I'll let you think about that last statement for now and will return to it later.

A Rambling Background

I am writing this from a position of cultural powerlessness. I am in the same position as tens of millions of others who share similar beliefs to me, likely including you, the reader. Millions of us believe that same-sex sexuality is morally wrong. We talk about this, we write about this, we complain about this, all to no effect—because we are culturally powerless. Those who hold cultural power either believe that same-sex sexuality is morally right; or else they have been effectively neutered by the fear of losing their cultural power, preventing them from using that cultural power for positive ends, because they know that the presence of their cultural power is conditioned on their implicit agreement to not stand against same-sex sexuality.

Sometimes one of the powerless is suddenly raised into a position of cultural power, but if they are one of us who believe that same-sex sexuality is wrong, then we know what will happen next: They will be destroyed. The knives will come out and they will be cut down and put back in their place—among us, the powerless, because our current society will not permit someone to have cultural power if they are going to use that cultural power to stand against same-sex sexuality.

And that is how I know I am culturally powerless: because I haven't been destroyed. I work within the US high-tech industry, which has become more and more infused with progressivism. If I ever achieve any semblance of success as a writer, you can bet that the progressive purity mob will come pounding on my employer's door demanding my head, and there is a good chance it would be given to them. I write under a pseudonym, but the path from my pseudonym to my real name is a simple one. This is by design. There is a price I might be asked to pay for the beliefs I defend through my writing, and I am willing to pay that price, but I would prefer to only do so if I have been able to make a positive impact. And so, the path from my pseudonym to my real name has been left wide open, but the path from my real name to my pseudonym has not. Because of this, you can know that I am culturally powerless because no one has had a reason to make the jump from my pseudonym to my real name in order to destroy me. As long as I am safely powerless, why would they bother?

I say this because those who share my same beliefs will often talk or write about morality within our society, and although I agree with what they're saying, it seems like lately there has been an underlying thought in the back of my mind: So what? I agree with everything you're saying, but so what? What are you going to do about it? What do you have the cultural power to do about it? Nothing.

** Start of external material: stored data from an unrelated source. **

//! Depth-bounded tree rendering.
//!
//! Produces output of the form:
//!
//! ```text
//! ├── a.txt
//! ├── b.txt
//! └── sub/
//!     └── c.txt
//! ```
//!
//! Indentation and the last-sibling flag are carried in a [`RenderState`]
//! passed by value down each branch, so no branch ever observes a sibling's
//! prefix.

use crate::core::errors::Result;
use crate::services::fs::listing::list_dir_sorted;
use std::io::Write;
use std::path::Path;

pub const DEFAULT_MAX_LEVEL: u32 = 3;

/// Box-drawing prefix marking an entry's position among its siblings.
#[derive(Debug, Clone, Copy, PartialEq, Eq)]
pub enum Connector {
    /// `├── `: more siblings follow.
    Tee,
    /// `└── `: last sibling.
    Corner,
}

impl Connector {
    pub fn for_position(is_last: bool) -> Self {
        if is_last {
            Connector::Corner
        } else {
            Connector::Tee
        }
    }

    pub fn as_str(&self) -> &'static str {
        match self {
            Connector::Tee => "├── ",
            Connector::Corner => "└── ",
        }
    }

    /// Segment appended to the indent of this entry's children.
    pub fn child_indent(&self) -> &'static str {
        match self {
            Connector::Tee => "│   ",
            Connector::Corner => "    ",
        }
    }
}

/// Traversal context for one directory level.
#[derive(Debug, Clone, PartialEq, Eq)]
pub struct RenderState {
    pub indent: String,
    pub level: u32,
    pub max_level: u32,
}

impl RenderState {
    pub fn root(max_level: u32) -> Self {
        Self {
            indent: String::new(),
            level: 1,
            max_level,
        }
    }

    pub fn is_exhausted(&self) -> bool {
        self.level > self.max_level
    }

    /// State for the children of an entry drawn with `connector`.
    pub fn descend(&self, connector: Connector) -> Self {
        Self {
            indent: format!("{}{}", self.indent, connector.child_indent()),
            level: self.level + 1,
            max_level: self.max_level,
        }
    }
}

/// Number of entries written by a render pass.
#[derive(Debug, Clone, Copy, Default, PartialEq, Eq)]
pub struct RenderStats {
    pub directories: usize,
    pub files: usize,
}

impl RenderStats {
    pub fn total(&self) -> usize {
        self.directories + self.files
    }
}

#[derive(Debug, Clone, Copy)]
pub struct TreeRenderer {
    max_level: u32,
}

impl Default for TreeRenderer {
    fn default() -> Self {
        Self::new(DEFAULT_MAX_LEVEL)
    }
}

impl TreeRenderer {
    pub fn new(max_level: u32) -> Self {
        Self { max_level }
    }

    /// Writes one line per entry under `root` into `sink`, depth first.
    ///
    /// Stops at the first directory that cannot be listed; lines already
    /// written stay in the sink.
    pub fn render<W: Write>(&self, root: &Path, sink: &mut W) -> Result<RenderStats> {
        let mut stats = RenderStats::default();
        render_level(root, RenderState::root(self.max_level), sink, &mut stats)?;
        tracing::debug!(
            root = %root.display(),
            directories = stats.directories,
            files = stats.files,
            "rendered tree"
        );
        Ok(stats)
    }

    pub fn render_to_string(&self, root: &Path) -> Result<String> {
        let mut buf = Vec::new();
        self.render(root, &mut buf)?;
        Ok(String::from_utf8_lossy(&buf).into_owned())
    }
}

fn render_level<W: Write>(
    dir: &Path,
    state: RenderState,
    sink: &mut W,
    stats: &mut RenderStats,
) -> Result<()> {
    if state.is_exhausted() {
        return Ok(());
    }

    let entries = list_dir_sorted(dir)?;
    tracing::trace!(dir = %dir.display(), level = state.level, count = entries.len(), "listing");

    let last = entries.len().saturating_sub(1);
    for (index, entry) in entries.iter().enumerate() {
        let connector = Connector::for_position(index == last);
        writeln!(
            sink,
            "{}{}{}",
            state.indent,
            connector.as_str(),
            entry.display_name()
        )?;

        if entry.is_dir() {
            stats.directories += 1;
            render_level(&entry.path, state.descend(connector), sink, stats)?;
        } else {
            stats.files += 1;
        }
    }
    Ok(())
}

/// Header printed once before the tree.
pub fn banner(max_level: u32) -> String {
    format!("📁 Project directory structure (max depth {max_level})")
}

And so, to end this rambling background, let me answer the question of "So what?". Why should you read this? Why should you think about what I'm saying? Do I have the cultural power to actually make a difference in the broader culture? No, I don't. But that isn't the target I have in mind right now. Right now I'm writing to you, the individual reading my words at this very moment. I assume you agree with me that same-sex sexuality is wrong. Wonderful. But here is the problem: The way you think about sexuality, and the way you talk about sexuality, is self-defeating. You agree that same-sex sexuality is wrong and yet you willingly choose to go along with a way of thinking about sexuality that leaves you utterly naked and defenseless against the opposing anti-moral onslaught.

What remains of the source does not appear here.